Place an ovenproof saucepan or casserole dish over a medium heat and add a dash of oil. Once hot, add the pancetta, a little pepper and the chilli and fry until cooked through but not crisping. Add the garlic and cook for 2 minutes, then add the onion and cook over a low heat until completely tender, about 5 minutes. Stir in half the sugar, then add the vinegar. Boil for 1 minute, then add Worcestershire sauce to taste.
Stir in the passata and season with a good pinch of salt and pepper, the remaining sugar and a couple of shakes of Worcestershire sauce. Bring to a simmer and cook for 4–5 minutes. Add the beans and cook for a further 5–10 minutes, until the sauce has reduced and thickened and the beans are really soft and tender.

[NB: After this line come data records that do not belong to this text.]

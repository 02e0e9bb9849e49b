//! Strongly-typed ID wrappers for stored entities
//!
//! Using newtype wrappers prevents accidentally mixing up transaction and
//! budget IDs at compile time.

use serde::{Deserialize, Serialize};
use std::fmt;
use std::str::FromStr;
use uuid::Uuid;

/// Macro to generate ID newtype wrappers
macro_rules! define_id {
    ($name:ident, $display_prefix:literal) => {
        #[derive(Debug, Clone, Copy, PartialEq, Eq, Hash, Serialize, Deserialize)]
        #[serde(transparent)]
        pub struct $name(Uuid);

        impl $name {
            /// Create a new random ID
            pub fn new() -> Self {
                Self(Uuid::new_v4())
            }

            /// Get the underlying UUID
            pub fn as_uuid(&self) -> &Uuid {
                &self.0
            }

            /// Check whether a user-typed identifier refers to this ID
            ///
            /// Matches the full UUID, the short display form, or any prefix
            /// of the UUID with or without the display prefix.
            pub fn matches(&self, identifier: &str) -> bool {
                let identifier = identifier.trim();
                if identifier.is_empty() {
                    return false;
                }
                let bare = identifier.strip_prefix($display_prefix).unwrap_or(identifier);
                !bare.is_empty() && self.0.to_string().starts_with(&bare.to_lowercase())
            }
        }

        impl Default for $name {
            fn default() -> Self {
                Self::new()
            }
        }

        impl fmt::Display for $name {
            fn fmt(&self, f: &mut fmt::Formatter<'_>) -> fmt::Result {
                write!(f, "{}{}", $display_prefix, &self.0.to_string()[..8])
            }
        }

        impl From<Uuid> for $name {
            fn from(uuid: Uuid) -> Self {
                Self(uuid)
            }
        }

        impl FromStr for $name {
            type Err = uuid::Error;

            fn from_str(s: &str) -> Result<Self, Self::Err> {
                let s = s.strip_prefix($display_prefix).unwrap_or(s);
                Ok(Self(Uuid::parse_str(s)?))
            }
        }
    };
}

define_id!(TransactionId, "txn-");
define_id!(BudgetId, "bud-");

Meanwhile, make the potato cakes. Mash the boiled potatoes until smooth (or use a potato ricer), add the butter and mix well. Add 4 tablespoons of the flour along with a pinch of salt and pepper and stir well. The aim is to form a dough, so add a little more flour if necessary.
Using your hands, roll pieces of the dough into balls just larger than a golf ball. Place them on a lightly floured work surface and flatten them into little cakes about 1cm (1⁄2 in) thick. Chill for 20 minutes.
Place a heavy-based frying pan over a medium heat and add a dash of olive oil. When hot, fry the potato cakes on either side (in batches if necessary) until
golden and crisping slightly. While cooking, season with a pinch of salt and add a small knob of butter to the pan. Drain the cakes on kitchen paper to remove any excess oil.
Taste and adjust the seasoning of the beans as necessary, adding a little more vinegar and/or Worcestershire sauce, as well as salt and pepper. Serve alongside the warm potato cakes.

HOW TO FRY POTATOES WITH BUTTER
Butter gives a lovely rich finish to fried potato, but it burns more easily than oil. For best results, start with oil and then add butter towards the end of your cooking time, using a spoon to baste the potatoes as the butter froths up.